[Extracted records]

//! HTTP access for providers.
//!
//! Providers never talk to reqwest directly. They go through [`HttpClient`],
//! which wraps a [`Fetcher`] implementation. Production code uses
//! [`ReqwestFetcher`]; tests substitute a fetcher returning canned responses.

use std::sync::Arc;
use std::time::Duration;

use async_trait::async_trait;
use serde::de::DeserializeOwned;
use url::Url;

use super::domain::ProviderError;
use crate::config::HttpConfig;

/// Default User-Agent sent with every request
pub const USER_AGENT: &str = concat!(env!("CARGO_PKG_NAME"), "/", env!("CARGO_PKG_VERSION"));

/// An outgoing GET request
#[derive(Debug, Clone, PartialEq, Eq)]
pub struct FetchRequest {
    pub url: Url,
    pub headers: Vec<(String, String)>,
}

impl FetchRequest {
    pub fn get(url: Url) -> Self {
        Self {
            url,
            headers: Vec::new(),
        }
    }

    pub fn header(mut self, name: impl Into<String>, value: impl Into<String>) -> Self {
        self.headers.push((name.into(), value.into()));
        self
    }
}

/// A completed response, after redirects were followed
#[derive(Debug, Clone)]
pub struct FetchResponse {
    /// URL the response was served from
    pub final_url: Url,
    pub status: u16,
    pub body: String,
}

impl FetchResponse {
    /// Turn non-2xx statuses into errors.
    pub fn error_for_status(self) -> Result<Self, ProviderError> {
        match self.status {
            s if (200..300).contains(&s) => Ok(self),
            404 => Err(ProviderError::NotFound(self.final_url.to_string())),
            429 => Err(ProviderError::RateLimited),
            status => Err(ProviderError::Http {
                status,
                url: self.final_url.to_string(),
            }),
        }
    }

    pub fn json<T: DeserializeOwned>(&self) -> Result<T, ProviderError> {
        serde_json::from_str(&self.body).map_err(|e| ProviderError::Parse(e.to_string()))
    }
}

/// Performs HTTP requests.
///
/// Implement this trait to create mock implementations for testing.
#[async_trait]
pub trait Fetcher: Send + Sync {
    /// Send the request, following redirects.
    ///
    /// Only transport failures are errors; any HTTP status is a response.
    async fn fetch(&self, request: &FetchRequest) -> Result<FetchResponse, ProviderError>;
}

/// reqwest-backed fetcher
pub struct ReqwestFetcher {
    http_client: reqwest::Client,
}

impl ReqwestFetcher {
    /// Create a new fetcher
    ///
    /// The client is configured to:
    /// - Accept gzip-compressed responses
    /// - Send a User-Agent header identifying the application
    /// - Apply the configured request timeout, if any
    pub fn new(config: &HttpConfig) -> Result<Self, ProviderError> {
        let user_agent = config.user_agent.as_deref().unwrap_or(USER_AGENT);
        let mut builder = reqwest::Client::builder().gzip(true).user_agent(user_agent);
        if let Some(secs) = config.timeout_secs {
            builder = builder.timeout(Duration::from_secs(secs));
        }
        let http_client = builder
            .build()
            .map_err(|e| ProviderError::Network(format!("Failed to build HTTP client: {e}")))?;

        Ok(Self { http_client })
    }
}

#[async_trait]
impl Fetcher for ReqwestFetcher {
    async fn fetch(&self, request: &FetchRequest) -> Result<FetchResponse, ProviderError> {
        let mut builder = self.http_client.get(request.url.clone());
        for (name, value) in &request.headers {
            builder = builder.header(name.as_str(), value.as_str());
        }

        let response = builder
            .send()
            .await
            .map_err(|e| ProviderError::Network(e.to_string()))?;

        let final_url = response.url().clone();
        let status = response.status().as_u16();
        let body = response
            .text()
            .await
            .map_err(|e| ProviderError::Network(e.to_string()))?;

        tracing::debug!(url = %request.url, %final_url, status, "fetched");

        Ok(FetchResponse {
            final_url,
            status,
            body,
        })
    }
}

/// Cheaply cloneable handle shared by all providers
#[derive(Clone)]
pub struct HttpClient {
    fetcher: Arc<dyn Fetcher>,
}

impl HttpClient {
    /// Create a client backed by reqwest
    pub fn new(config: &HttpConfig) -> Result<Self, ProviderError> {
        Ok(Self::with_fetcher(Arc::new(ReqwestFetcher::new(config)?)))
    }

    pub fn with_fetcher(fetcher: Arc<dyn Fetcher>) -> Self {
        Self { fetcher }
    }

    /// Send a request without interpreting the status
    pub async fn send(&self, request: FetchRequest) -> Result<FetchResponse, ProviderError> {
        self.fetcher.fetch(&request).await
    }

    /// GET a URL without interpreting the status
    pub async fn get(&self, url: &Url) -> Result<FetchResponse, ProviderError> {
        self.send(FetchRequest::get(url.clone())).await
    }

    /// GET a URL and deserialize a successful JSON response
    pub async fn get_json<T: DeserializeOwned>(&self, url: &Url) -> Result<T, ProviderError> {
        self.get(url).await?.error_for_status()?.json()
    }
}

impl std::fmt::Debug for HttpClient {
    fn fmt(&self, f: &mut std::fmt::Formatter<'_>) -> std::fmt::Result {
        f.debug_struct("HttpClient").finish_non_exhaustive()
    }
}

*TASK INSTRUCTIONS*
A copy of each line in the data above that holds the string "without" is needed.

*YOUR RESPONSE*
    /// Send a request without interpreting the status
    /// GET a URL without interpreting the status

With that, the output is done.